*The task*: Retype only the lines at the head of the records, first through the one with "score dropdown whose", exactly as written.

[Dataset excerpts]
- Opening Delimiter -

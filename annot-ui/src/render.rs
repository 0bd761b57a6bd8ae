//! Server-side HTML rendering
//!
//! Turns the session into one of three screens: language picker,
//! empty-language notice, or task browser. Field values are matched on
//! their normalized shape; every scoreable field gets a score dropdown whose
//! options come from the range table.

use annot_common::range::resolve_range;
use annot_common::schema::FieldKey;
use annot_common::scores::{profile_key, Score, TaskScores, DIALOGUES_OVERALL_KEY, MEMORY_SCORE_KEY};
use annot_common::session::CurrentTask;
use annot_common::task::{Entry, Field, FieldValue, ListItem, Profile, Relation};
use annot_common::{Session, SessionState};
use html_escape::{encode_double_quoted_attribute as attr, encode_text as text};
use std::fmt::Write;

/// Render the screen for the session's current state
pub fn render_page(session: &Session) -> String {
    let (title, body) = match session.state() {
        SessionState::NoLanguageSelected => (
            "Select a language".to_string(),
            language_picker(session.fixtures().languages()),
        ),
        SessionState::NoTasksForLanguage { language } => {
            (format!("No tasks - {language}"), no_tasks_notice(language))
        }
        SessionState::Browsing { .. } => match session.current() {
            Some(current) => (
                format!("Task {} / {} - {}", current.index + 1, current.total, current.language),
                task_browser(&current),
            ),
            None => ("Annotator".to_string(), String::new()),
        },
    };

    layout(&title, &body)
}

fn layout(title: &str, body: &str) -> String {
    format!(
        r#"<!DOCTYPE html>
<html lang="en">
<head>
    <meta charset="UTF-8">
    <meta name="viewport" content="width=device-width, initial-scale=1.0">
    <title>{title}</title>
    <link rel="stylesheet" href="/static/annotator.css">
</head>
<body>
{body}
</body>
</html>
"#,
        title = text(title),
    )
}

/// Language picker: one button per configured language
pub fn language_picker<'a>(languages: impl Iterator<Item = &'a str>) -> String {
    let mut html = String::from("<h2>Select a language</h2>\n");
    for language in languages {
        let _ = writeln!(
            html,
            r#"<form method="post" action="/language"><button class="language" type="submit" name="language" value="{}">{}</button></form>"#,
            attr(language),
            text(language),
        );
    }
    html
}

/// Notice shown when the chosen language has no tasks
pub fn no_tasks_notice(language: &str) -> String {
    format!(
        r#"<h2>No tasks found for language: {}</h2>
<form method="post" action="/back"><button type="submit">Go back</button></form>
"#,
        text(language)
    )
}

/// Task browser: header, transcript, memory, remaining fields, navigation
pub fn task_browser(current: &CurrentTask<'_>) -> String {
    let task = current.task;
    let scores = current.scores;
    let mut html = format!("<h2>Task {} / {}</h2>\n", current.index + 1, current.total);

    if let Some(lines) = &task.dialogues {
        let _ = write!(
            html,
            r#"<section class="dialogues">
<div class="section-header"><h3>Dialogues</h3>{}</div>
<div class="transcript">
"#,
            score_select(&FieldKey::top_level(DIALOGUES_OVERALL_KEY), scores)
        );
        for line in lines {
            let _ = writeln!(html, "<div>{}</div>", text(line));
        }
        html.push_str("</div>\n</section>\n");
    }

    if let Some(memory) = &task.memory {
        let _ = write!(
            html,
            r#"<section class="memory">
<div class="section-header"><h3>Memory</h3>{}</div>
<p>{}</p>
</section>
"#,
            score_select(&FieldKey::top_level(MEMORY_SCORE_KEY), scores),
            text(memory)
        );
    }

    for field in &task.fields {
        html.push_str(&render_field(field, scores));
    }

    html.push_str(&navigation(current));
    html
}

/// One top-level field with its score control(s)
pub fn render_field(field: &Field, scores: &TaskScores) -> String {
    match &field.value {
        FieldValue::ProfileList(profiles) => render_profiles(profiles, scores),
        value => format!(
            r#"<div class="field">
<strong>{}:</strong> {}
<div class="score">{}</div>
</div>
"#,
            text(&field.name),
            render_value(value),
            score_select(&FieldKey::top_level(field.name.as_str()), scores)
        ),
    }
}

/// Display form of a field value, without score controls
pub fn render_value(value: &FieldValue) -> String {
    match value {
        FieldValue::Scalar(s) => text(s).into_owned(),
        FieldValue::List(items) => items
            .iter()
            .map(|item| format!("<div>{}</div>", text(item)))
            .collect(),
        FieldValue::ObjectList(items) => items
            .iter()
            .map(|item| match item {
                ListItem::Block(entries) => entry_block(entries),
                ListItem::Line(line) => format!("<div>{}</div>", text(line)),
            })
            .collect(),
        FieldValue::Nested(entries) => entry_block(entries),
        FieldValue::RelationPairs(relations) => relations.iter().map(render_relation).collect(),
        FieldValue::ProfileList(profiles) => profiles
            .iter()
            .map(|p| format!("{}{}", profile_heading(p), entry_block(&p.attributes)))
            .collect(),
    }
}

fn entry_block(entries: &[Entry]) -> String {
    let mut html = String::from(r#"<div class="block">"#);
    for (key, value) in entries {
        let _ = write!(html, "<div><strong>{}:</strong> {}</div>", text(key), text(value));
    }
    html.push_str("</div>");
    html
}

fn render_relation(relation: &Relation) -> String {
    match relation {
        Relation::Triple {
            subject,
            predicate,
            object,
            ..
        } => format!(
            r#"<div class="relation">{} <strong>{}</strong> {}</div>"#,
            text(subject),
            text(predicate),
            text(object)
        ),
        Relation::Pairs(entries) => {
            let lines: String = entries
                .iter()
                .map(|(k, v)| format!("<div>{} <strong>{}</strong></div>", text(k), text(v)))
                .collect();
            format!("<div>{lines}</div>")
        }
        Relation::Line(line) => format!("<div>{}</div>", text(line)),
    }
}

fn render_profiles(profiles: &[Profile], scores: &TaskScores) -> String {
    let mut html = String::from("<section class=\"profiles\">\n<h2>Profiles</h2>\n");
    for (i, profile) in profiles.iter().enumerate() {
        let group = profile_key(i);
        html.push_str("<div class=\"profile\">\n");
        let _ = writeln!(html, "{}", profile_heading(profile));
        for (attribute, value) in &profile.attributes {
            let key = FieldKey::scoped(group.as_str(), attribute.as_str());
            let _ = write!(
                html,
                r#"<div class="attribute"><strong>{}:</strong> {}
<div class="score">{}</div>
</div>
"#,
                text(attribute),
                text(value),
                score_select(&key, scores)
            );
        }
        html.push_str("</div>\n");
    }
    html.push_str("</section>\n");
    html
}

/// A profile's name, shown but never scored
fn profile_heading(profile: &Profile) -> String {
    format!("<h3>{}</h3>", text(profile.name.as_deref().unwrap_or_default()))
}

/// Score dropdown bound to one store key
///
/// Choosing an option posts it immediately; the empty placeholder clears
/// the score.
pub fn score_select(key: &FieldKey, scores: &TaskScores) -> String {
    let sub_field = key.sub_field.as_deref();
    let current: &Score = scores.get(&key.field, sub_field);

    let mut html = format!(
        r#"<form method="post" action="/score" class="score-form"><input type="hidden" name="field" value="{}">"#,
        attr(&key.field)
    );
    if let Some(sub) = sub_field {
        let _ = write!(html, r#"<input type="hidden" name="sub_field" value="{}">"#, attr(sub));
    }
    html.push_str(r#"<select name="value" onchange="this.form.submit()"><option value="">Select score</option>"#);
    for n in resolve_range(&key.field, sub_field) {
        let value = n.to_string();
        let selected = if current.as_str() == value { " selected" } else { "" };
        let _ = write!(html, r#"<option value="{value}"{selected}>{value}</option>"#);
    }
    html.push_str("</select><noscript><button type=\"submit\">Save</button></noscript></form>");
    html
}

fn navigation(current: &CurrentTask<'_>) -> String {
    let complete = current.is_complete();
    let missing = current.missing_fields().len();

    let mut html = String::new();
    if !complete {
        let _ = writeln!(
            html,
            r#"<p class="missing">{missing} score{} missing</p>"#,
            if missing == 1 { "" } else { "s" }
        );
    }

    let _ = write!(
        html,
        r#"<div class="navigation">
<form method="post" action="/previous"><button type="submit"{previous_disabled}>Previous</button></form>
<form method="post" action="/next"><button type="submit"{next_disabled}{next_class}>Next</button></form>
<a class="export" href="/export" download>Export Scores</a>
<form method="post" action="/change-language"><button type="submit">Change language</button></form>
</div>
"#,
        previous_disabled = if current.is_first() { " disabled" } else { "" },
        next_disabled = if current.can_go_next() { "" } else { " disabled" },
        next_class = if complete { "" } else { r#" class="incomplete""# },
    );
    html
}
//! Score export
//!
//! Downloads the whole score store as `scores-<language>.json`

use axum::{
    extract::State,
    http::{header, StatusCode},
    response::{IntoResponse, Response},
    routing::get,
    Router,
};

use crate::{ApiResult, AppState};

/// Build export routes
pub fn export_routes() -> Router<AppState> {
    Router::new().route("/export", get(export_scores))
}

/// GET /export
///
/// Only available while browsing tasks (409 otherwise). An empty store
/// exports as `{}`.
pub async fn export_scores(State(state): State<AppState>) -> ApiResult<Response> {
    let session = state.session.read().await;
    let export = session.export()?;

    Ok((
        StatusCode::OK,
        [
            (header::CONTENT_TYPE, "application/json".to_string()),
            (
                header::CONTENT_DISPOSITION,
                format!("attachment; filename=\"{}\"", export.filename),
            ),
        ],
        export.body,
    )
        .into_response())
}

- Closing Delimiter -

*Response to this exercise*:
filename annot-ui/src/render.rs
repository 0bd761b57a6bd8ae
//! Server-side HTML rendering
//!
//! Turns the session into one of three screens: language picker,
//! empty-language notice, or task browser. Field values are matched on
//! their normalized shape; every scoreable field gets a score dropdown whose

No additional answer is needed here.